▶ _Data for this task_

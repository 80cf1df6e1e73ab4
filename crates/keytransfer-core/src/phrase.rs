//! Comparison phrases for pairing without a scanned descriptor.
//!
//! When the key is typed in by hand there is no secret shared out of band, so
//! the handshake runs unkeyed and both users compare a short word sequence
//! derived from the handshake transcript. A relaying attacker ends up with two
//! different transcripts and therefore two different phrases.

use std::fmt;

use sha2::{Digest, Sha256};

const PHRASE_LABEL: &[u8] = b"keytransfer/v1 comparison phrase";
const PHRASE_WORDS: usize = 4;

#[derive(Clone, Debug, PartialEq, Eq, Hash)]
pub struct ComparisonPhrase(String);

impl ComparisonPhrase {
    pub fn as_str(&self) -> &str {
        &self.0
    }

    pub fn words(&self) -> impl Iterator<Item = &str> {
        self.0.split(' ')
    }
}

impl fmt::Display for ComparisonPhrase {
    fn fmt(&self, f: &mut fmt::Formatter<'_>) -> fmt::Result {
        f.write_str(&self.0)
    }
}

/// Derive the phrase both peers display. Pure: equal input, equal phrase.
pub fn derive_phrase(material: &[u8]) -> ComparisonPhrase {
    let mut hasher = Sha256::new();
    hasher.update(PHRASE_LABEL);
    hasher.update(material);
    let digest = hasher.finalize();

    let words: Vec<&str> = digest[..PHRASE_WORDS]
        .iter()
        .map(|b| WORDS[*b as usize])
        .collect();
    ComparisonPhrase(words.join(" "))
}

static WORDS: [&str; 256] = [
    "acid", "acorn", "agent", "alarm", "album", "alien", "alley", "amber",
    "anchor", "angle", "ankle", "apple", "apron", "arena", "arrow", "atlas",
    "attic", "autumn", "avenue", "bacon", "badge", "bagel", "baker", "bamboo",
    "banjo", "barrel", "basket", "beach", "beacon", "beetle", "bell", "bench",
    "berry", "bicycle", "bison", "blanket", "blossom", "boat", "bonfire", "border",
    "bottle", "boulder", "bracket", "branch", "brick", "bridge", "broom", "bubble",
    "bucket", "buffalo", "bugle", "button", "cabin", "cactus", "camera", "camel",
    "candle", "canoe", "canyon", "carpet", "castle", "cello", "cement", "chalk",
    "cherry", "chess", "chimney", "cider", "cinema", "circus", "citrus", "claw",
    "cliff", "cloud", "clover", "cobalt", "cocoa", "comet", "copper", "coral",
    "cotton", "cougar", "crane", "crayon", "cricket", "crown", "cube", "cupboard",
    "dagger", "daisy", "delta", "desert", "diamond", "dingo", "dolphin", "domino",
    "donkey", "dragon", "drum", "dune", "eagle", "easel", "echo", "elbow",
    "ember", "engine", "falcon", "feather", "fence", "fern", "ferry", "fiddle",
    "fig", "flame", "flute", "forest", "fossil", "fountain", "fox", "galaxy",
    "garden", "garlic", "geyser", "ginger", "glacier", "globe", "goblet", "gopher",
    "granite", "grape", "gravel", "guitar", "hammer", "harbor", "harp", "hazel",
    "hedge", "helmet", "heron", "hollow", "honey", "horizon", "hornet", "igloo",
    "iris", "island", "ivory", "jacket", "jaguar", "jasmine", "jelly", "jigsaw",
    "jungle", "kayak", "kernel", "kettle", "kite", "koala", "ladder", "lagoon",
    "lantern", "lemon", "lentil", "lilac", "lizard", "lobster", "locket", "lotus",
    "magnet", "mango", "maple", "marble", "meadow", "melon", "mirror", "mitten",
    "monsoon", "mosaic", "muffin", "napkin", "nectar", "needle", "nickel", "nutmeg",
    "oasis", "ocean", "olive", "onion", "orbit", "orchid", "otter", "oyster",
    "paddle", "pagoda", "panda", "parrot", "pebble", "pelican", "pepper", "piano",
    "pillow", "pine", "pixel", "planet", "plume", "pocket", "pony", "poppy",
    "prairie", "pretzel", "puzzle", "quartz", "quill", "rabbit", "radar", "raven",
    "reef", "ribbon", "river", "robin", "rocket", "saddle", "saffron", "salmon",
    "sandal", "satchel", "scarf", "shovel", "silver", "sparrow", "spider", "sponge",
    "spruce", "squid", "statue", "summit", "sunset", "tablet", "tango", "teapot",
    "thistle", "thunder", "tiger", "timber", "toast", "tomato", "topaz", "tornado",
    "trumpet", "tulip", "tundra", "turtle", "umbrella", "valley", "velvet", "violin",
];

#[cfg(test)]
mod tests {
    use super::*;
    use std::collections::HashSet;

    #[test]
    fn word_list_has_no_duplicates() {
        let unique: HashSet<&str> = WORDS.iter().copied().collect();
        assert_eq!(unique.len(), WORDS.len());
    }

    #[test]
    fn phrase_is_deterministic() {
        let material = [7u8; 32];
        let a = derive_phrase(&material);
        let b = derive_phrase(&material.to_vec());
        assert_eq!(a, b);
        assert_eq!(a.words().count(), PHRASE_WORDS);
        assert_eq!(derive_phrase(&material), a);
    }

    #[test]
    fn different_material_gives_different_phrase() {
        let a = derive_phrase(b"first transcript");
        let b = derive_phrase(b"second transcript");
        assert_ne!(a, b);
    }
}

▶ _Instructions to follow_
The result should be every line that contains "handshake", copied from the entries.

▶ _Solution_
//! the handshake runs unkeyed and both users compare a short word sequence
//! derived from the handshake transcript. A relaying attacker ends up with two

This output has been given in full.